---------- DATA IN THIS EXERCISE ----------

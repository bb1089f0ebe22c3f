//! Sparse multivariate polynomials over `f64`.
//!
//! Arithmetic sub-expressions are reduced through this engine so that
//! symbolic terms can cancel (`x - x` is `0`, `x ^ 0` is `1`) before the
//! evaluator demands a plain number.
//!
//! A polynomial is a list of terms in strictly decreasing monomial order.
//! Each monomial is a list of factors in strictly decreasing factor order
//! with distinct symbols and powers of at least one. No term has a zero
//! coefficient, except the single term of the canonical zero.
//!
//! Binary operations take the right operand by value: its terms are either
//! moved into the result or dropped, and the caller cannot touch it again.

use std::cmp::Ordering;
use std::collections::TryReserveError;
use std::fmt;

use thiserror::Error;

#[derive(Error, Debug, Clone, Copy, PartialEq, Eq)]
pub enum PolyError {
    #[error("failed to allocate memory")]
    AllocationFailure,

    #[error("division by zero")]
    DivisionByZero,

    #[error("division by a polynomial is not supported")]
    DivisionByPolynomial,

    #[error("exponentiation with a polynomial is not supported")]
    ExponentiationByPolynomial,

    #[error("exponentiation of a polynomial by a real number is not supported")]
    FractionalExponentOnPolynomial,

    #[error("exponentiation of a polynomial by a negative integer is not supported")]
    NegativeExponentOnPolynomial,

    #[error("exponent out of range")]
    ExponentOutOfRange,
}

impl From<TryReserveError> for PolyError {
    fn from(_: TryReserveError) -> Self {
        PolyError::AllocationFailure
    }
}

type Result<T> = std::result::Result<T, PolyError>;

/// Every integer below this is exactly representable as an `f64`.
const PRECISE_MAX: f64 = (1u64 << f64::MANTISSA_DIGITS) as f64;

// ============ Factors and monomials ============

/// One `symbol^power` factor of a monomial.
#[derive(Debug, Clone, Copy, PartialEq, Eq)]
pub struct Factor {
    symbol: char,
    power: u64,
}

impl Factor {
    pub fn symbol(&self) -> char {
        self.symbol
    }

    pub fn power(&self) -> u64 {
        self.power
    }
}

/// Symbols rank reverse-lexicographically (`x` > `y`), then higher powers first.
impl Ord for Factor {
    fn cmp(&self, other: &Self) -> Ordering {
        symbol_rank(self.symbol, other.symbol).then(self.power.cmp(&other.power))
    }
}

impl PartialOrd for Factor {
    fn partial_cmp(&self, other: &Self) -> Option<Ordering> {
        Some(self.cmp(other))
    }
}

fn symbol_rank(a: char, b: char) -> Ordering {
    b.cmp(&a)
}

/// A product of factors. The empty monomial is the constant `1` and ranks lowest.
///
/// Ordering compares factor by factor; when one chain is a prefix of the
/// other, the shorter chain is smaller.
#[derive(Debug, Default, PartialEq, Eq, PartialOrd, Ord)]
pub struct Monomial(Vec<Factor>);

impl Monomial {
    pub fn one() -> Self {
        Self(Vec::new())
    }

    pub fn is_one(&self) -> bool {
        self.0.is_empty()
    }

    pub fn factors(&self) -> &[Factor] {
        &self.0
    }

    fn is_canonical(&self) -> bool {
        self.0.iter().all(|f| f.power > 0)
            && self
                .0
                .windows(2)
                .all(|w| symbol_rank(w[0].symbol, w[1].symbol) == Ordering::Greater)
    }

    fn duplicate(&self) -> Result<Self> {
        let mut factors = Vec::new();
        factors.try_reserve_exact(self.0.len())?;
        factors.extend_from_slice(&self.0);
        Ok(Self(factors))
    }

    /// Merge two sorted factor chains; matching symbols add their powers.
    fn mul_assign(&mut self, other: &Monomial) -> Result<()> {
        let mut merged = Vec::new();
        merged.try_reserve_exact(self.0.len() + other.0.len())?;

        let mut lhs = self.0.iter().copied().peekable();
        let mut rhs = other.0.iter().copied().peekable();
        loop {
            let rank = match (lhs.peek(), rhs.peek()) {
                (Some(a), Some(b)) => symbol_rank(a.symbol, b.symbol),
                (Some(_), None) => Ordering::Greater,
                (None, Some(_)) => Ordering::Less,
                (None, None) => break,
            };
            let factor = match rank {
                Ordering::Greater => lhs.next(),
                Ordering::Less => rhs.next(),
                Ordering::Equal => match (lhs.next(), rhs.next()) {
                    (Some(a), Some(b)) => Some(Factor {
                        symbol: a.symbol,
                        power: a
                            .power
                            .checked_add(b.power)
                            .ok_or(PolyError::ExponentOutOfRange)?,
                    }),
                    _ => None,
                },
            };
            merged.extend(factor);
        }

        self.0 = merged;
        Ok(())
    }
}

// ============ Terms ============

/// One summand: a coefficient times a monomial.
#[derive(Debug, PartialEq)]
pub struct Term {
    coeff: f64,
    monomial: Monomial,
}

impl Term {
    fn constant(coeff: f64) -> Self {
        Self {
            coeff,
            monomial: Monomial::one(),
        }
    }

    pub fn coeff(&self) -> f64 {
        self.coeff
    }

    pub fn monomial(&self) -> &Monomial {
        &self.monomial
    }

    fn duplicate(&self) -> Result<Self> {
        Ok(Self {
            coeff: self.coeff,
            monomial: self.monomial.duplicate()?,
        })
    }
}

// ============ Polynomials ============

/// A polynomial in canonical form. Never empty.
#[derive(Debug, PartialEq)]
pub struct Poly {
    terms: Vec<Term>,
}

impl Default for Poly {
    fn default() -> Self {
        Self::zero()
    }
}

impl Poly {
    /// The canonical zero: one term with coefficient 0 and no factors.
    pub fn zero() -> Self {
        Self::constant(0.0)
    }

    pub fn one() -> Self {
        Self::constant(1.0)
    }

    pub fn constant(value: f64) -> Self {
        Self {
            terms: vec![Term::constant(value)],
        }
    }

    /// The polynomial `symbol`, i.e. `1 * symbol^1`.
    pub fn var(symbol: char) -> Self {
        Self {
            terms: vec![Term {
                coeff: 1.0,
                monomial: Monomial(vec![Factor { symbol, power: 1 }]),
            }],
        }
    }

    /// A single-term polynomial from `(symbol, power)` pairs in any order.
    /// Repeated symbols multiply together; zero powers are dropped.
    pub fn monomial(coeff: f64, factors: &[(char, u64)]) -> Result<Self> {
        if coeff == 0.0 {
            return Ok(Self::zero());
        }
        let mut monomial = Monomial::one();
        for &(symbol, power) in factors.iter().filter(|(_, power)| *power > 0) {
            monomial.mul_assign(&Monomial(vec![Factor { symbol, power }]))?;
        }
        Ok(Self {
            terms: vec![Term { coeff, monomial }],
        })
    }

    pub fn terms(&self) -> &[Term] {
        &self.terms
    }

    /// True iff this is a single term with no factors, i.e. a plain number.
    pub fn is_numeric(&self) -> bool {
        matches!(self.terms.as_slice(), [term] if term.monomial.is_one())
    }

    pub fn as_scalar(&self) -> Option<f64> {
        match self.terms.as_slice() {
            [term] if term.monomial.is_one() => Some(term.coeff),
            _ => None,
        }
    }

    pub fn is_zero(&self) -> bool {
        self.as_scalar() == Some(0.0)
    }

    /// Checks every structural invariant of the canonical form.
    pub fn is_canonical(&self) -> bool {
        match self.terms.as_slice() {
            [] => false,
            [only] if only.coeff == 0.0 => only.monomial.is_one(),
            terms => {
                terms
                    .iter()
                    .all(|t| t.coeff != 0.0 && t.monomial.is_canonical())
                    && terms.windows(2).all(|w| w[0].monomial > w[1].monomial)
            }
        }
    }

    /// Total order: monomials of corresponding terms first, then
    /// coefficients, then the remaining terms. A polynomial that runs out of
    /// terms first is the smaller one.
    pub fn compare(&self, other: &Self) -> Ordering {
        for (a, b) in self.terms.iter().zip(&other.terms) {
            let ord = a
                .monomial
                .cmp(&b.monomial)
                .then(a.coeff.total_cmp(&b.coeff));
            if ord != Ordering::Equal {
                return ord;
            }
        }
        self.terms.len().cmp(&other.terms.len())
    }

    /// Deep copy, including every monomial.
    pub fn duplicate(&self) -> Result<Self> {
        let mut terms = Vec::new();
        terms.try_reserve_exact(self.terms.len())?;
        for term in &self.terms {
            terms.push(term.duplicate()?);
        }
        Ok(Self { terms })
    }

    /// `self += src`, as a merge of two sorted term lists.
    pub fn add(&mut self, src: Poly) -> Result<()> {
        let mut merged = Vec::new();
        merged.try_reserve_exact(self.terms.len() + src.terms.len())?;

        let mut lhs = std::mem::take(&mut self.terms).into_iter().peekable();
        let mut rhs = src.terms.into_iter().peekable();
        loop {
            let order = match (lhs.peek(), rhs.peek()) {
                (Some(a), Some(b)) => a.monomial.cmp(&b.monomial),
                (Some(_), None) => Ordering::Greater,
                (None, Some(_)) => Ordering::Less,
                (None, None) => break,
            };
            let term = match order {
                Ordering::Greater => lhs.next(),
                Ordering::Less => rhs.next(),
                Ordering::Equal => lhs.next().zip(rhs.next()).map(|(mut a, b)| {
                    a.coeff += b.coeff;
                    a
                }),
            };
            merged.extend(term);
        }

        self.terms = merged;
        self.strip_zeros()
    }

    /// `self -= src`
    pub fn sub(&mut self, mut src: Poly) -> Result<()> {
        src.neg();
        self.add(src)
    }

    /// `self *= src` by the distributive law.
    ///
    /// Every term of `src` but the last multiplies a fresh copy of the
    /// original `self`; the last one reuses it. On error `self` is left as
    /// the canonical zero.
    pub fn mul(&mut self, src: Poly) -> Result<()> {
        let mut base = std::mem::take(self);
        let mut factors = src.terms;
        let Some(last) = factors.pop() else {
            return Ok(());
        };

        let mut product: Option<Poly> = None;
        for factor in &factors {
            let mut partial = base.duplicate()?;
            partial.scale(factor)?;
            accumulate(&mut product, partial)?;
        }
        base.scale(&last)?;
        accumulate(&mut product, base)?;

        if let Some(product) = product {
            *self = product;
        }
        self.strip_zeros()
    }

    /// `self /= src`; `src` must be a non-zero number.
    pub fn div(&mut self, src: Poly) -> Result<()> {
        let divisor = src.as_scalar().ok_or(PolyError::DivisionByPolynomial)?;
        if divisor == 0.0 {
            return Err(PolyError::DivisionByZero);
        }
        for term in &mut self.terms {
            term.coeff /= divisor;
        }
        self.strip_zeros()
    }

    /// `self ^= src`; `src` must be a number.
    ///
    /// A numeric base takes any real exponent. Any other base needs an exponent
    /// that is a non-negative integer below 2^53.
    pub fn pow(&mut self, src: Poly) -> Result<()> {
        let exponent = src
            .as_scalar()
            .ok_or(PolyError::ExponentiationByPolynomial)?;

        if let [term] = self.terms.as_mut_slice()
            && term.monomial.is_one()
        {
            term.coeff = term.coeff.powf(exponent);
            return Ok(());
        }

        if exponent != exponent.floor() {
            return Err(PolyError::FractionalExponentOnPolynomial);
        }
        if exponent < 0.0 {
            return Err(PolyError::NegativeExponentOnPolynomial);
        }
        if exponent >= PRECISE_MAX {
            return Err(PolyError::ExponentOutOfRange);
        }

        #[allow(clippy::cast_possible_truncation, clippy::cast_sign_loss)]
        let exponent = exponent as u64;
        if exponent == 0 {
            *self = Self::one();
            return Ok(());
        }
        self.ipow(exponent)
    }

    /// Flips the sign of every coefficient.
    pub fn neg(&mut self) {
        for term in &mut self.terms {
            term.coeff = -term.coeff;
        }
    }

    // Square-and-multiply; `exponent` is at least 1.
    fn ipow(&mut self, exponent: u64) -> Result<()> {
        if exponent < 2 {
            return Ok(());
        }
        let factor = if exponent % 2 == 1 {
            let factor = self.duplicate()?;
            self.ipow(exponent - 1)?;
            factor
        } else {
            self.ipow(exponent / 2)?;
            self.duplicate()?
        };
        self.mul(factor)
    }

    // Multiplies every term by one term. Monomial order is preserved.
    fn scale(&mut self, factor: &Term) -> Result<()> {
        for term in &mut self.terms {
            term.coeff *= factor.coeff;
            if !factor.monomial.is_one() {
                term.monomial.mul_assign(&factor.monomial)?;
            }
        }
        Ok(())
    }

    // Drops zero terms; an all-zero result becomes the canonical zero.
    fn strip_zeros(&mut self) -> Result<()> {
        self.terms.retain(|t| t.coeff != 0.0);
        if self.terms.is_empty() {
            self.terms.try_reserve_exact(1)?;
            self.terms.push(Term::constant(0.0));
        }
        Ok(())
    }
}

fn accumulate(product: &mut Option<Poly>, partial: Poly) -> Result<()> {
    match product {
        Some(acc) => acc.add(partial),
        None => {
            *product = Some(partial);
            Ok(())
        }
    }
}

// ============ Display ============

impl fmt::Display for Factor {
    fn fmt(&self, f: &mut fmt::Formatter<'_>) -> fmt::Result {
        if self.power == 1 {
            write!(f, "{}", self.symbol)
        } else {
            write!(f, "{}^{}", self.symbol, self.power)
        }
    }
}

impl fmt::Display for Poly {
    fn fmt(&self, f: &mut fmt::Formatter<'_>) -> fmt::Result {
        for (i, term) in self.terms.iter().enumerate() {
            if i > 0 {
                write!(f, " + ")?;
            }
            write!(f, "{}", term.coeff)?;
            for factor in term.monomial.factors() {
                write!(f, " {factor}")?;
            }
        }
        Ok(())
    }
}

----------

• [ASSIGNMENT]:
How many of the lines above include the word "PartialEq"? State that number and nothing else.

• [RESPONSE TO THE EXERCISE]:
5